Lined pocket mouse
- Conservation status: Data Deficient (IUCN 3.1)

Scientific classification
- Kingdom: Animalia
- Phylum: Chordata
- Class: Mammalia
- Order: Rodentia
- Family: Heteromyidae
- Genus: Chaetodipus
- Species: C. lineatus
- Binomial name: Chaetodipus lineatus (Dalquest, 1951)

= Lined pocket mouse =

- Genus: Chaetodipus
- Species: lineatus
- Authority: (Dalquest, 1951)
- Conservation status: DD

Species of rodent

The lined pocket mouse (Chaetodipus lineatus) is a species of rodent in the family Heteromyidae. This pocket mouse is endemic to a small area of central Mexico.

==Description==
The lined pocket mouse is smaller than most pocket mice in the genus Chaetodipus, averaging 165 mm in total length including a tail of 92 mm. It resembles Nelson's pocket mouse (Chaetodipus nelsonii) in size and general appearance but lacks the stiff spines that that species has among the hairs on its rump. Its coloring is also distinctive; the dorsal surface is gray faintly lined with buff giving a drab appearance, the sides are gray and the underparts are white, with a fine buff line delineating the margin between sides and belly.
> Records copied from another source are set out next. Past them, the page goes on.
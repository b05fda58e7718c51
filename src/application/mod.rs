//! Application layer managing state and business workflows.
//!
//! This module sits between the domain layer and the front ends: it turns
//! raw requests into responses and holds the interactive calculator state.

pub mod calculator;
pub mod state;

pub use calculator::*;
pub use state::*;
==Distribution and habitat==
The lined pocket mouse is found only in the states of San Luis Potosi and Zacatecas in central Mexico where it inhabits desert plains with xerophile scrub at altitudes between 1600 and 2400 m above sea level.

==Behavior==
The lined pocket mouse lives in a burrow and is nocturnal. The entrance of the burrow is usually at the base of a plant, in a crevice or in some other concealed location. When it emerges after dark, the pocket mouse moves slowly around staying under cover as much as possible. If it needs to cross an open space it moves much more rapidly. It feeds on seeds such as those of the prickly pear (Opuntia) which fall to the ground, but it does not eat the pulp of the cactus fruit.

==Status==
The lined pocket mouse has a restricted range, is relatively uncommon and its population trend is unknown. The International Union for Conservation of Nature is unable to assess its conservation status and lists it as "data deficient".